My first thought is “computer memory” or a similar term would be read as structural in the ordinary meaning. To use it functionally in a means + function manner might be “means for storing binary data”. In that case only listed structures and equivalents would be included.
By the way, “DOE” doesn’t get you what you think it does in M+ function.
the “equivalents” of section 112 (it creates the means + function rules) is not actually the same as the Doctrine of Equivalents (DOE) equivalent. It is a complex area as seen in this quote from PatentlyO -
Means-plus-function claims are interpreted to cover only structures disclosed in the specification that perform the claimed function and, in addition, any equivalents of those disclosed structures. On its face, this appears duplicative of the traditional doctrine of equivalents (DOE). In this case, the Federal Circuit spells out some differences between the two. Most notably, “an equivalent structure [for means-plus-function analysis] under § 112 ¶ 6 must have been available at the time of the issuance of the claim, whereas the doctrine of equivalents can capture after-arising technology developed after the issuance of the patent.” This statement by the court does not, however, precisely explain the distinction. For means-plus-function claims, court precedent allows the doctrine of equivalents to only capture after-arising technology.

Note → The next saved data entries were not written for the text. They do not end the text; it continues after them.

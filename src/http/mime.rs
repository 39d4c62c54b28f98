//! MIME type detection based on file extensions.

/// Content-Type for a request path, derived from its extension.
///
/// Unknown extensions (and paths without one) fall back to
/// `application/octet-stream`.
pub fn content_type_for(path: &str) -> &'static str {
    let extension = path.rsplit_once('.').map(|(_, ext)| ext).unwrap_or("");

    match extension {
        "html" | "htm" => "text/html",
        "css" => "text/css",
        "js" => "text/javascript",
        "json" => "application/json",
        "txt" => "text/plain",
        "svg" => "image/svg+xml",
        "png" => "image/png",
        "jpg" | "jpeg" => "image/jpeg",
        "gif" => "image/gif",
        "ico" => "image/x-icon",
        _ => "application/octet-stream",
    }
}

#[cfg(test)]
mod tests {
    use super::*;

    #[test]
    fn known_and_unknown_extensions() {
        assert_eq!(content_type_for("/index.html"), "text/html");
        assert_eq!(content_type_for("/styles.css"), "text/css");
        assert_eq!(content_type_for("/spring.svg"), "image/svg+xml");
        assert_eq!(content_type_for("/download"), "application/octet-stream");
    }
}
mod config;
mod files;
mod http;
mod routing;
mod server;

use std::sync::Arc;

use config::Config;
use files::StaticFiles;
use http::request::Method;
use http::response::{ResponseBuilder, StatusCode};
use routing::HandlerRegistry;

#[tokio::main]
async fn main() -> anyhow::Result<()> {
    tracing_subscriber::fmt()
        .with_target(false)
        .with_level(true)
        .init();

    let cfg = Config::load()?;

    let mut registry = HandlerRegistry::new();

    registry.register(Method::GET, "/err", |_request, sink| {
        let response = ResponseBuilder::new(StatusCode::Ok)
            .header("Content-Type", "text/plain")
            .body(b"Nothing is broken, this route just answers in plain text\n".to_vec())
            .build();
        sink.write_response(&response);
    });

    registry.register(Method::POST, "/echo", |request, sink| {
        let response = ResponseBuilder::new(StatusCode::Ok)
            .header("Content-Type", "text/plain")
            .body(request.body.clone().unwrap_or_default())
            .build();
        sink.write_response(&response);
    });

    let registry = Arc::new(registry);
    let statics = Arc::new(StaticFiles::new(&cfg.static_files));

    tokio::select! {
        res = server::listener::run(&cfg, registry, statics) => {
            res?;
        }

        _ = tokio::signal::ctrl_c() => {
            tracing::info!("Shutdown signal received");
        }
    }

    Ok(())
}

I think, in context, just “memory” works. You often see “sensor”, “receiver”, “transmitter”, “fastener” in claims. They are taken to be well understood physical objects, normally with no need of definition.
If in doubt, you can use different ways of including an element in different claims. More structural in one claim and functional in another claim.
In case the way you use “memory” in a claim is seen as functional by a judge you have the advantage of it not being “at the point of novelty”. Even though claims in the US are to taken as a whole, some judges analyses claims into old stuff and new stuff.